Premium
Vitrectomy without postoperative posturing for idiopathic macular holes
Author(s) -
Rubinstein Adrian,
Ang Alan,
Patel Chetan Kantibhai
Publication year - 2007
Publication title -
clinical and experimental ophthalmology
Language(s) - English
Resource type - Journals
SCImago Journal Rank - 1.3
H-Index - 74
eISSN - 1442-9071
pISSN - 1442-6404
DOI - 10.1111/j.1442-9071.2007.01532.x
Subject(s) - medicine , vitrectomy , macular hole , tamponade , pars plana , visual acuity , ophthalmology , snellen chart , surgery , vitreoretinal surgery
A bstract Purpose: To determine the success of vitrectomy with ILM peeling and C 3 F 8 tamponade for macular holes without the need for postoperative face‐down posturing.
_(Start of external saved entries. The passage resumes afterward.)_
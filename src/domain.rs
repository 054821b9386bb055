use std::fmt::{Display, Formatter};
use std::ops::{Add, AddAssign};

use chrono::NaiveDate;
use serde::{Deserialize, Serialize};

pub const PARAMETER_MIN: i32 = -5;
pub const PARAMETER_MAX: i32 = 5;

#[derive(Debug, Clone, Copy, PartialEq, Eq, Hash, Serialize)]
#[serde(rename_all = "snake_case")]
pub enum Axis {
    Energy,
    Trust,
    Qol,
    Skill,
    Social,
}

impl Axis {
    /// Canonical order. Highlight ties resolve to the earliest axis here.
    pub const ALL: [Axis; 5] = [
        Axis::Energy,
        Axis::Trust,
        Axis::Qol,
        Axis::Skill,
        Axis::Social,
    ];

    pub fn label(self) -> &'static str {
        match self {
            Axis::Energy => "Energy",
            Axis::Trust => "Trust",
            Axis::Qol => "QoL",
            Axis::Skill => "Skill",
            Axis::Social => "Social",
        }
    }

    pub fn chart_label(self) -> &'static str {
        match self {
            Axis::Energy => "Energy",
            Axis::Trust => "Trust",
            Axis::Qol => "Quality of life",
            Axis::Skill => "Skill",
            Axis::Social => "Social capital",
        }
    }

    pub fn code(self) -> &'static str {
        match self {
            Axis::Energy => "E",
            Axis::Trust => "C",
            Axis::Qol => "Q",
            Axis::Skill => "S",
            Axis::Social => "So",
        }
    }
}

#[derive(Debug, Clone, Copy, Default, PartialEq, Eq, Serialize, Deserialize)]
pub struct Parameters {
    pub energy: i32,
    pub trust: i32,
    pub qol: i32,
    pub skill: i32,
    pub social: i32,
}

impl Parameters {
    pub fn new(energy: i32, trust: i32, qol: i32, skill: i32, social: i32) -> Self {
        Self {
            energy,
            trust,
            qol,
            skill,
            social,
        }
    }

    pub fn get(&self, axis: Axis) -> i32 {
        match axis {
            Axis::Energy => self.energy,
            Axis::Trust => self.trust,
            Axis::Qol => self.qol,
            Axis::Skill => self.skill,
            Axis::Social => self.social,
        }
    }

    pub fn set(&mut self, axis: Axis, value: i32) {
        let slot = match axis {
            Axis::Energy => &mut self.energy,
            Axis::Trust => &mut self.trust,
            Axis::Qol => &mut self.qol,
            Axis::Skill => &mut self.skill,
            Axis::Social => &mut self.social,
        };
        *slot = value;
    }

    pub fn clamped(self) -> Self {
        let mut clamped = self;
        for axis in Axis::ALL {
            clamped.set(axis, self.get(axis).clamp(PARAMETER_MIN, PARAMETER_MAX));
        }
        clamped
    }

    pub fn is_in_range(&self) -> bool {
        Axis::ALL
            .iter()
            .all(|axis| (PARAMETER_MIN..=PARAMETER_MAX).contains(&self.get(*axis)))
    }
}

/// Per-axis sums over a subset of projects.
#[derive(Debug, Clone, Copy, Default, PartialEq, Eq, Serialize)]
pub struct Totals {
    pub energy: i32,
    pub trust: i32,
    pub qol: i32,
    pub skill: i32,
    pub social: i32,
}

impl Totals {
    pub fn zero() -> Self {
        Self::default()
    }

    pub fn get(&self, axis: Axis) -> i32 {
        match axis {
            Axis::Energy => self.energy,
            Axis::Trust => self.trust,
            Axis::Qol => self.qol,
            Axis::Skill => self.skill,
            Axis::Social => self.social,
        }
    }

    pub fn add_parameters(&mut self, parameters: &Parameters) {
        self.energy += parameters.energy;
        self.trust += parameters.trust;
        self.qol += parameters.qol;
        self.skill += parameters.skill;
        self.social += parameters.social;
    }
}

impl Add for Totals {
    type Output = Totals;

    fn add(mut self, rhs: Totals) -> Totals {
        self += rhs;
        self
    }
}

impl AddAssign for Totals {
    fn add_assign(&mut self, rhs: Totals) {
        self.energy += rhs.energy;
        self.trust += rhs.trust;
        self.qol += rhs.qol;
        self.skill += rhs.skill;
        self.social += rhs.social;
    }
}

impl std::iter::Sum for Totals {
    fn sum<I: Iterator<Item = Totals>>(iter: I) -> Self {
        iter.fold(Totals::zero(), |acc, totals| acc + totals)
    }
}

#[derive(Debug, Clone, Copy, PartialEq, Eq, Serialize, Deserialize)]
#[serde(rename_all = "snake_case")]
pub enum ProjectStatus {
    Active,
    Done,
}

#[derive(Debug, Clone, PartialEq, Eq, Serialize, Deserialize)]
pub struct Project {
    pub id: String,
    pub title: String,
    pub start_date: NaiveDate,
    #[serde(default, skip_serializing_if = "Option::is_none")]
    pub end_date: Option<NaiveDate>,
    pub status: ProjectStatus,
    #[serde(default, skip_serializing_if = "Option::is_none")]
    pub memo: Option<String>,
    pub parameters: Parameters,
}

impl Project {
    pub fn is_done(&self) -> bool {
        self.status == ProjectStatus::Done
    }

    pub fn parameter_line(&self) -> String {
        Axis::ALL
            .iter()
            .map(|axis| {
                format!(
                    "{}:{}",
                    axis.code(),
                    format_signed(self.parameters.get(*axis))
                )
            })
            .collect::<Vec<_>>()
            .join(" / ")
    }
}

#[derive(Debug, Clone, Copy, Default, PartialEq, Eq, Serialize, Deserialize)]
#[serde(rename_all = "snake_case")]
pub enum DashboardMode {
    #[default]
    Current,
    Done,
    Virtual,
}

impl DashboardMode {
    /// Unknown names resolve to `Virtual`, which aggregates everything.
    pub fn from_name(name: &str) -> Self {
        match name.trim().to_ascii_lowercase().as_str() {
            "current" => DashboardMode::Current,
            "done" => DashboardMode::Done,
            _ => DashboardMode::Virtual,
        }
    }

    pub fn name(self) -> &'static str {
        match self {
            DashboardMode::Current => "current",
            DashboardMode::Done => "done",
            DashboardMode::Virtual => "virtual",
        }
    }

    pub fn shows_active(self) -> bool {
        matches!(self, DashboardMode::Current | DashboardMode::Virtual)
    }

    pub fn shows_done(self) -> bool {
        matches!(self, DashboardMode::Done | DashboardMode::Virtual)
    }
}

impl Display for DashboardMode {
    fn fmt(&self, f: &mut Formatter<'_>) -> std::fmt::Result {
        f.write_str(self.name())
    }
}

#[derive(Debug, Clone, PartialEq, Eq)]
pub struct NewProject {
    pub title: String,
    pub start_date: NaiveDate,
    pub memo: Option<String>,
    pub parameters: Parameters,
}

#[derive(Debug, Clone, PartialEq, Eq)]
pub struct ProjectEdit {
    pub title: String,
    pub start_date: NaiveDate,
    pub end_date: Option<NaiveDate>,
    pub memo: Option<String>,
    pub parameters: Parameters,
}

#[derive(Debug, Clone, PartialEq, Eq)]
pub struct Completion {
    pub end_date: NaiveDate,
    pub parameters: Parameters,
}

pub fn format_signed(value: i32) -> String {
    if value > 0 {
        format!("+{value}")
    } else {
        value.to_string()
    }
}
Methods: Twenty‐four eyes of 24 consecutive patients undergoing pars plana vitrectomy with indocyanine green‐assisted ILM peeling and C 3 F 8 tamponade without prone posturing were included in the study. All patients had follow up on 1 day, 2 weeks and 3 months postoperatively. Biomicroscopy and optical coherence tomography were used to assess macular hole closure at 3 months postoperatively. Snellen visual acuity was compared pre‐ and postoperatively. Results: Of the 24 eyes recruited, two (8%) had stage II, 17 (71%) had stage III and five (21%) had stage IV macular holes. Nineteen (79%) eyes were phakic and five (21%) eyes were pseudophakic at the time of surgery. The macular holes had been present for an average of 7.5 months (range 3–18 months). At 3‐month follow up, 22/24 (91.6%) holes were closed. Both of the two holes that failed to close were stage IV macular holes. Preoperative visual acuity ranged from 6/18 to 6/60 (mean 6/36). Postoperative visual acuity ranged from 6/9 to 6/60 (mean 6/18). Eighteen eyes had improvement of visual acuity of at least one line on the Snellen chart, six eyes had no improvement. No eyes had worse vision postoperatively. Conclusion: Macular hole surgery without face‐down posturing provides anatomical and functional results comparable to those with prone posturing. Combined phacovitrectomy is not essential to avoid prone posturing.